Retirement & Financial Planning Report

Excluded from base pay, and, thus, from being used in determining high-3 are bonuses, allowances, holiday, military pay, and overtime. Image: Pressmaster/Shutterstock.com

If you’re planning to retire, however near or far ahead that day may be, you’ll need to understand your “high-3,” which is one of the factors used to determine the amount of your annuity when you retire—the other two being your length of creditable service and a multiplier (which is different for CSRS and FERS).

A high-3 is the average of your highest rates of basic pay over any three consecutive years of creditable civilian service, with each pay rate weighted by the length of time it was received. That three-year period starts and ends on the dates that produce the highest average pay.

For most federal employees, those highest three years of basic pay will be based on the 78 bi-weekly pay periods immediately before the day you retire. If that’s the case for you, just subtract three years from the date you plan to retire. If it isn’t, you’ll have to backtrack to find the numbers you need.
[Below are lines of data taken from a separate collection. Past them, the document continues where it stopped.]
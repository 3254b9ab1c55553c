use crate::config::types::Configuration;
use arc_swap::ArcSwapOption;
use std::sync::Arc;

/// The active configuration, shared with everything that renders judgments.
///
/// Cloning gives another handle to the same slot. Readers always see a whole
/// configuration: a selection swaps the `Arc` atomically and never edits the
/// published value in place.
#[derive(Debug, Clone, Default)]
pub struct CurrentConfig {
	slot: Arc<ArcSwapOption<Configuration>>,
}

impl CurrentConfig {
	pub fn new() -> Self {
		Self::default()
	}

	/// The active configuration, if one has been selected.
	pub fn get(&self) -> Option<Arc<Configuration>> {
		self.slot.load_full()
	}

	pub(crate) fn set(&self, configuration: Configuration) -> Arc<Configuration> {
		let configuration = Arc::new(configuration);
		self.slot.store(Some(Arc::clone(&configuration)));
		configuration
	}

	pub(crate) fn clear(&self) {
		self.slot.store(None);
	}
}

#[cfg(test)]
mod tests {
	use super::*;
	use crate::version::Version;

	#[test]
	fn test_handles_share_slot() {
		let current = CurrentConfig::new();
		let reader = current.clone();
		assert!(reader.get().is_none());

		current.set(Configuration::default_config(Version::new(2, 3, 0)));
		assert!(reader.get().is_some());
		assert_eq!(reader.get().unwrap().version, Version::new(2, 3, 0));

		current.clear();
		assert!(reader.get().is_none());
	}

	#[test]
	fn test_replacement_leaves_old_snapshot_intact() {
		let current = CurrentConfig::new();
		current.set(Configuration::default_config(Version::new(2, 0, 0)));
		let snapshot = current.get().unwrap();

		current.set(Configuration::default_config(Version::new(2, 3, 0)));

		assert_eq!(snapshot.version, Version::new(2, 0, 0));
		assert_eq!(current.get().unwrap().version, Version::new(2, 3, 0));
	}
}
use std::path::PathBuf;

/// Library-level structured errors for hsv-config.
///
/// Use `thiserror` for structured errors that library consumers can match on.
/// The CLI binary wraps these with `anyhow` for rich context chains.
///
/// Note that a bad user config file is never an error at the provider level:
/// read and parse failures are captured per file and surface as
/// [`ConfigState::Broken`](crate::config::ConfigState::Broken).
#[derive(Debug, thiserror::Error)]
pub enum HsvError {
	#[error("Failed to read config file: {path}")]
	ConfigReadError {
		path: PathBuf,
		#[source]
		source: std::io::Error,
	},

	#[error("Failed to parse config file: {path}")]
	ConfigParseError {
		path: PathBuf,
		#[source]
		source: serde_json::Error,
	},

	#[error("Failed to serialize config for: {path}")]
	ConfigSerializeError {
		path: PathBuf,
		#[source]
		source: serde_json::Error,
	},

	#[error("Failed to write config file: {path}")]
	ConfigWriteError {
		path: PathBuf,
		#[source]
		source: std::io::Error,
	},

	#[error("Failed to access config directory: {path}")]
	ConfigDirError {
		path: PathBuf,
		#[source]
		source: std::io::Error,
	},

	#[error("Failed to read settings file: {path}")]
	SettingsReadError {
		path: PathBuf,
		#[source]
		source: std::io::Error,
	},

	#[error("Failed to parse settings file: {path}")]
	SettingsParseError {
		path: PathBuf,
		#[source]
		source: toml::de::Error,
	},

	#[error("Failed to serialize settings")]
	SettingsSerializeError {
		#[source]
		source: toml::ser::Error,
	},

	#[error("Failed to write settings file: {path}")]
	SettingsWriteError {
		path: PathBuf,
		#[source]
		source: std::io::Error,
	},

	#[error("Invalid version '{input}': expected major.minor.patch")]
	InvalidVersion { input: String },

	#[error("Failed to resolve user data directory")]
	DataDirectoryNotFound,
}

/// Result type alias using HsvError.
pub type Result<T> = std::result::Result<T, HsvError>;
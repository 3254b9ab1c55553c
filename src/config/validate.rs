//! Structural checks on a parsed configuration.
//!
//! Only the judgments are checked. Segment lists, the display mode string,
//! and the fixed position are accepted as written so that existing user files
//! keep loading.

use crate::config::types::{Configuration, Judgment};
use tracing::warn;

/// Check that a configuration is usable.
///
/// Fails when there are no judgments, or when any judgment's color doesn't
/// hold exactly four numbers. Every offending judgment is logged.
pub fn validate(configuration: &Configuration) -> bool {
	let Some(judgments) = configuration.judgments.as_deref() else {
		return false;
	};

	if judgments.is_empty() {
		return false;
	}

	// No short-circuit, so that every bad judgment gets reported
	judgments
		.iter()
		.map(validate_judgment)
		.fold(true, |all_valid, valid| all_valid && valid)
}

fn validate_judgment(judgment: &Judgment) -> bool {
	if judgment.color.len() != 4 {
		warn!(
			text = %judgment.text,
			threshold = judgment.threshold,
			colors = judgment.color.len(),
			"Judgment \"{}\" with threshold {} has invalid color!",
			judgment.text,
			judgment.threshold
		);
		warn!("Make sure to include exactly 4 numbers for each judgment's color!");
		return false;
	}

	true
}

#[cfg(test)]
mod tests {
	use super::*;
	use crate::version::Version;
	use std::io;
	use std::sync::{Arc, Mutex};

	/// Collects formatted log output.
	#[derive(Clone, Default)]
	struct CapturedLogs(Arc<Mutex<Vec<u8>>>);

	impl io::Write for CapturedLogs {
		fn write(&mut self, buf: &[u8]) -> io::Result<usize> {
			self.0.lock().unwrap().extend_from_slice(buf);
			Ok(buf.len())
		}

		fn flush(&mut self) -> io::Result<()> {
			Ok(())
		}
	}

	impl CapturedLogs {
		fn contents(&self) -> String {
			String::from_utf8(self.0.lock().unwrap().clone()).unwrap()
		}
	}

	fn validate_capturing_logs(config: &Configuration) -> (bool, String) {
		let logs = CapturedLogs::default();
		let writer = logs.clone();
		let subscriber = tracing_subscriber::fmt()
			.with_writer(move || writer.clone())
			.with_ansi(false)
			.without_time()
			.finish();

		let valid = tracing::subscriber::with_default(subscriber, || validate(config));
		(valid, logs.contents())
	}

	fn config_with(judgments: Option<Vec<Judgment>>) -> Configuration {
		let mut config = Configuration::default_config(Version::new(2, 3, 0));
		config.judgments = judgments;
		config
	}

	fn judgment(threshold: i32, color: Vec<f32>) -> Judgment {
		Judgment {
			threshold,
			text: "Judgment".to_string(),
			color,
			fade: false,
		}
	}

	#[test]
	fn test_default_config_is_valid() {
		assert!(validate(&Configuration::default_config(Version::new(2, 3, 0))));
	}

	#[test]
	fn test_absent_judgments_fail() {
		assert!(!validate(&config_with(None)));
	}

	#[test]
	fn test_empty_judgments_fail() {
		assert!(!validate(&config_with(Some(Vec::new()))));
	}

	#[test]
	fn test_four_component_colors_pass() {
		let config = config_with(Some(vec![
			judgment(100, vec![1.0, 1.0, 1.0, 1.0]),
			judgment(0, vec![0.0, 0.0, 0.0, 0.5]),
		]));
		assert!(validate(&config));
	}

	#[test]
	fn test_single_bad_color_fails_whole_config() {
		let config = config_with(Some(vec![
			judgment(100, vec![1.0, 1.0, 1.0, 1.0]),
			judgment(50, vec![1.0, 1.0, 1.0]),
			judgment(0, vec![0.0, 0.0, 0.0, 1.0]),
		]));
		assert!(!validate(&config));
	}

	#[test]
	fn test_bad_color_warns_with_text_and_threshold() {
		let mut bad = judgment(50, vec![1.0, 1.0, 1.0]);
		bad.text = "Almost".to_string();
		let config = config_with(Some(vec![judgment(100, vec![1.0; 4]), bad]));

		let (valid, logs) = validate_capturing_logs(&config);

		assert!(!valid);
		assert!(logs.contains("WARN"));
		assert!(logs.contains("Judgment \"Almost\" with threshold 50 has invalid color!"));
		assert!(logs.contains("Make sure to include exactly 4 numbers"));
		assert_eq!(logs.matches("has invalid color").count(), 1);
	}

	#[test]
	fn test_every_bad_color_is_reported() {
		let config = config_with(Some(vec![
			judgment(100, vec![1.0; 3]),
			judgment(0, vec![1.0; 5]),
		]));

		let (valid, logs) = validate_capturing_logs(&config);

		assert!(!valid);
		assert!(logs.contains("threshold 100"));
		assert!(logs.contains("threshold 0"));
	}

	#[test]
	fn test_valid_config_logs_nothing() {
		let (valid, logs) = validate_capturing_logs(&Configuration::default_config(Version::new(2, 3, 0)));
		assert!(valid);
		assert!(logs.is_empty());
	}

	#[test]
	fn test_too_many_color_components_fail() {
		let config = config_with(Some(vec![judgment(0, vec![1.0; 5])]));
		assert!(!validate(&config));
	}

	#[test]
	fn test_segments_and_display_mode_not_checked() {
		let mut config = config_with(Some(vec![judgment(0, vec![1.0; 4])]));
		config.display_mode = "sideways".to_string();
		config.before_cut_angle_judgments = None;
		config.accuracy_judgments = Some(Vec::new());
		config.use_fixed_pos = true;
		config.fixed_pos_x = f32::NAN;
		assert!(validate(&config));
	}
}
“Base salary” is the dollar amount you earn from which retirement deductions are taken, as described above. That is the base rate of pay is the one fixed by applicable law or regulations for your position. For general schedule employees, it also includes such things as:

• locality pay;
• within grade increases;
• special pay rates established for recruiting and retention purposes; and
• certain kinds of premium pay, largely affecting firefighters and law enforcement officers.
For wage system employees, base pay includes environmental differential pay.

Excluded from base pay, and, thus, from being used in determining high-3 are:
• bonuses, allowances, holiday, military pay, and overtime;
• foreign post differentials;
• non-foreign area allowances and differentials; and
• payment for credit hours earned under a compressed work schedule.

Note: The high-3 is based on basic pay before any deductions, such as those for a flexible spending account or Thrift Savings Plan investments, are taken out.

For most employees, it’s your salary, which includes locality pay if applicable. For some employees, it will also include such things as night and/or environmental differentials and premium pay.

However, basic pay doesn’t include such things as bonuses, cash awards, holiday pay, travel pay outside the regular tour of duty, or lump-sum payments covering unused hours of annual leave.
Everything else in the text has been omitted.